- Work to complete: The reply must contain all of the records, unchanged.

- Data for analysis:
=== Section Start ===

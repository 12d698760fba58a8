//! User account domain entity.

use serde::{Deserialize, Serialize};
use uuid::Uuid;

use crate::password::{Password, PasswordHasher};

/// A user account that logs in with its email address.
///
/// Accounts start active with no staff or superuser privileges; the
/// superuser flags are raised only by the superuser creation path.
#[derive(Clone, PartialEq, Eq, Serialize, Deserialize)]
pub struct UserAccount {
    pub id: Uuid,
    /// Normalized email, unique across all accounts
    pub email: String,
    pub name: String,
    #[serde(skip_serializing)]
    pub password_hash: String,
    pub is_active: bool,
    pub is_staff: bool,
    pub is_superuser: bool,
}

impl UserAccount {
    /// Create a new account with default permission flags.
    ///
    /// `email` is expected to be normalized already.
    pub fn new(email: String, name: String, password: Password) -> Self {
        Self {
            id: Uuid::new_v4(),
            email,
            name,
            password_hash: password.into_string(),
            is_active: true,
            is_staff: false,
            is_superuser: false,
        }
    }

    pub fn full_name(&self) -> &str {
        &self.name
    }

    /// No distinct short form is kept; same as `full_name`.
    pub fn short_name(&self) -> &str {
        &self.name
    }

    pub fn password(&self) -> Password {
        Password::from_hash(self.password_hash.clone())
    }

    pub fn set_password(&mut self, password: Password) {
        self.password_hash = password.into_string();
    }

    pub fn has_usable_password(&self) -> bool {
        self.password().is_usable()
    }

    pub fn check_password(&self, hasher: &dyn PasswordHasher, plain_text: &str) -> bool {
        self.password().verify(hasher, plain_text)
    }

    /// Grant staff and superuser privileges
    pub fn promote_to_superuser(&mut self) {
        self.is_staff = true;
        self.is_superuser = true;
    }

    /// Check if account has any administrative privilege
    pub fn is_admin(&self) -> bool {
        self.is_staff || self.is_superuser
    }
}

impl std::fmt::Display for UserAccount {
    fn fmt(&self, f: &mut std::fmt::Formatter<'_>) -> std::fmt::Result {
        write!(f, "{}: {}", self.name, self.email)
    }
}

impl std::fmt::Debug for UserAccount {
    fn fmt(&self, f: &mut std::fmt::Formatter<'_>) -> std::fmt::Result {
        f.debug_struct("UserAccount")
            .field("id", &self.id)
            .field("email", &self.email)
            .field("name", &self.name)
            .field("password_hash", &"[REDACTED]")
            .field("is_active", &self.is_active)
            .field("is_staff", &self.is_staff)
            .field("is_superuser", &self.is_superuser)
            .finish()
    }
}

#[cfg(test)]
mod tests {
    use super::*;
    use crate::password::MockPasswordHasher;

    fn account(name: &str, email: &str) -> UserAccount {
        UserAccount::new(
            email.to_string(),
            name.to_string(),
            Password::from_hash("hashed".to_string()),
        )
    }

    #[test]
    fn test_new_account_defaults() {
        let account = account("Jo", "jo@x.com");

        assert!(account.is_active);
        assert!(!account.is_staff);
        assert!(!account.is_superuser);
        assert!(!account.is_admin());
    }

    #[test]
    fn test_display_is_name_and_email() {
        assert_eq!(account("Jo", "jo@x.com").to_string(), "Jo: jo@x.com");
    }

    #[test]
    fn test_full_and_short_name_are_name() {
        let account = account("Jo Smith", "jo@x.com");

        assert_eq!(account.full_name(), "Jo Smith");
        assert_eq!(account.short_name(), "Jo Smith");
    }

    #[test]
    fn test_promote_to_superuser() {
        let mut account = account("Jo", "jo@x.com");
        account.promote_to_superuser();

        assert!(account.is_staff);
        assert!(account.is_superuser);
        assert!(account.is_admin());
    }

    #[test]
    fn test_check_password_delegates_to_hasher() {
        let mut hasher = MockPasswordHasher::new();
        hasher
            .expect_verify()
            .withf(|plain, hash| plain == "secret" && hash == "hashed")
            .return_const(true);

        assert!(account("Jo", "jo@x.com").check_password(&hasher, "secret"));
    }

    #[test]
    fn test_unusable_password_never_checks() {
        let mut account = account("Jo", "jo@x.com");
        account.set_password(Password::unusable());

        let mut hasher = MockPasswordHasher::new();
        hasher.expect_verify().never();

        assert!(!account.has_usable_password());
        assert!(!account.check_password(&hasher, ""));
    }

    #[test]
    fn test_debug_redacts_password_hash() {
        let debug = format!("{:?}", account("Jo", "jo@x.com"));
        assert!(!debug.contains("hashed"));
    }
}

=== Section End ===

- Result for this task:
repository 12d698760fba58a8
//! User account domain entity.

use serde::{Deserialize, Serialize};
use uuid::Uuid;

use crate::password::{Password, PasswordHasher};

/// A user account that logs in with its email address.
///
/// Accounts start active with no staff or superuser privileges; the
/// superuser flags are raised only by the superuser creation path.
#[derive(Clone, PartialEq, Eq, Serialize, Deserialize)]
pub struct UserAccount {
    pub id: Uuid,
    /// Normalized email, unique across all accounts
    pub email: String,
    pub name: String,
    #[serde(skip_serializing)]
    pub password_hash: String,
    pub is_active: bool,
    pub is_staff: bool,
    pub is_superuser: bool,
}

impl UserAccount {
    /// Create a new account with default permission flags.
    ///
    /// `email` is expected to be normalized already.
    pub fn new(email: String, name: String, password: Password) -> Self {
        Self {
            id: Uuid::new_v4(),
            email,
            name,
            password_hash: password.into_string(),
            is_active: true,
            is_staff: false,
            is_superuser: false,
        }
    }

    pub fn full_name(&self) -> &str {
        &self.name
    }

    /// No distinct short form is kept; same as `full_name`.
    pub fn short_name(&self) -> &str {
        &self.name
    }

    pub fn password(&self) -> Password {
        Password::from_hash(self.password_hash.clone())
    }

    pub fn set_password(&mut self, password: Password) {
        self.password_hash = password.into_string();
    }

    pub fn has_usable_password(&self) -> bool {
        self.password().is_usable()
    }

    pub fn check_password(&self, hasher: &dyn PasswordHasher, plain_text: &str) -> bool {
        self.password().verify(hasher, plain_text)
    }

    /// Grant staff and superuser privileges
    pub fn promote_to_superuser(&mut self) {
        self.is_staff = true;
        self.is_superuser = true;
    }

    /// Check if account has any administrative privilege
    pub fn is_admin(&self) -> bool {
        self.is_staff || self.is_superuser
    }
}

impl std::fmt::Display for UserAccount {
    fn fmt(&self, f: &mut std::fmt::Formatter<'_>) -> std::fmt::Result {
        write!(f, "{}: {}", self.name, self.email)
    }
}

impl std::fmt::Debug for UserAccount {
    fn fmt(&self, f: &mut std::fmt::Formatter<'_>) -> std::fmt::Result {
        f.debug_struct("UserAccount")
            .field("id", &self.id)
            .field("email", &self.email)
            .field("name", &self.name)
            .field("password_hash", &"[REDACTED]")
            .field("is_active", &self.is_active)
            .field("is_staff", &self.is_staff)
            .field("is_superuser", &self.is_superuser)
            .finish()
    }
}

#[cfg(test)]
mod tests {
    use super::*;
    use crate::password::MockPasswordHasher;

    fn account(name: &str, email: &str) -> UserAccount {
        UserAccount::new(
            email.to_string(),
            name.to_string(),
            Password::from_hash("hashed".to_string()),
        )
    }

    #[test]
    fn test_new_account_defaults() {
        let account = account("Jo", "jo@x.com");

        assert!(account.is_active);
        assert!(!account.is_staff);
        assert!(!account.is_superuser);
        assert!(!account.is_admin());
    }

    #[test]
    fn test_display_is_name_and_email() {
        assert_eq!(account("Jo", "jo@x.com").to_string(), "Jo: jo@x.com");
    }

    #[test]
    fn test_full_and_short_name_are_name() {
        let account = account("Jo Smith", "jo@x.com");

        assert_eq!(account.full_name(), "Jo Smith");
        assert_eq!(account.short_name(), "Jo Smith");
    }

    #[test]
    fn test_promote_to_superuser() {
        let mut account = account("Jo", "jo@x.com");
        account.promote_to_superuser();

        assert!(account.is_staff);
        assert!(account.is_superuser);
        assert!(account.is_admin());
    }

    #[test]
    fn test_check_password_delegates_to_hasher() {
        let mut hasher = MockPasswordHasher::new();
        hasher
            .expect_verify()
            .withf(|plain, hash| plain == "secret" && hash == "hashed")
            .return_const(true);

        assert!(account("Jo", "jo@x.com").check_password(&hasher, "secret"));
    }

    #[test]
    fn test_unusable_password_never_checks() {
        let mut account = account("Jo", "jo@x.com");
        account.set_password(Password::unusable());

        let mut hasher = MockPasswordHasher::new();
        hasher.expect_verify().never();

        assert!(!account.has_usable_password());
        assert!(!account.check_password(&hasher, ""));
    }

    #[test]
    fn test_debug_redacts_password_hash() {
        let debug = format!("{:?}", account("Jo", "jo@x.com"));
        assert!(!debug.contains("hashed"));
    }
}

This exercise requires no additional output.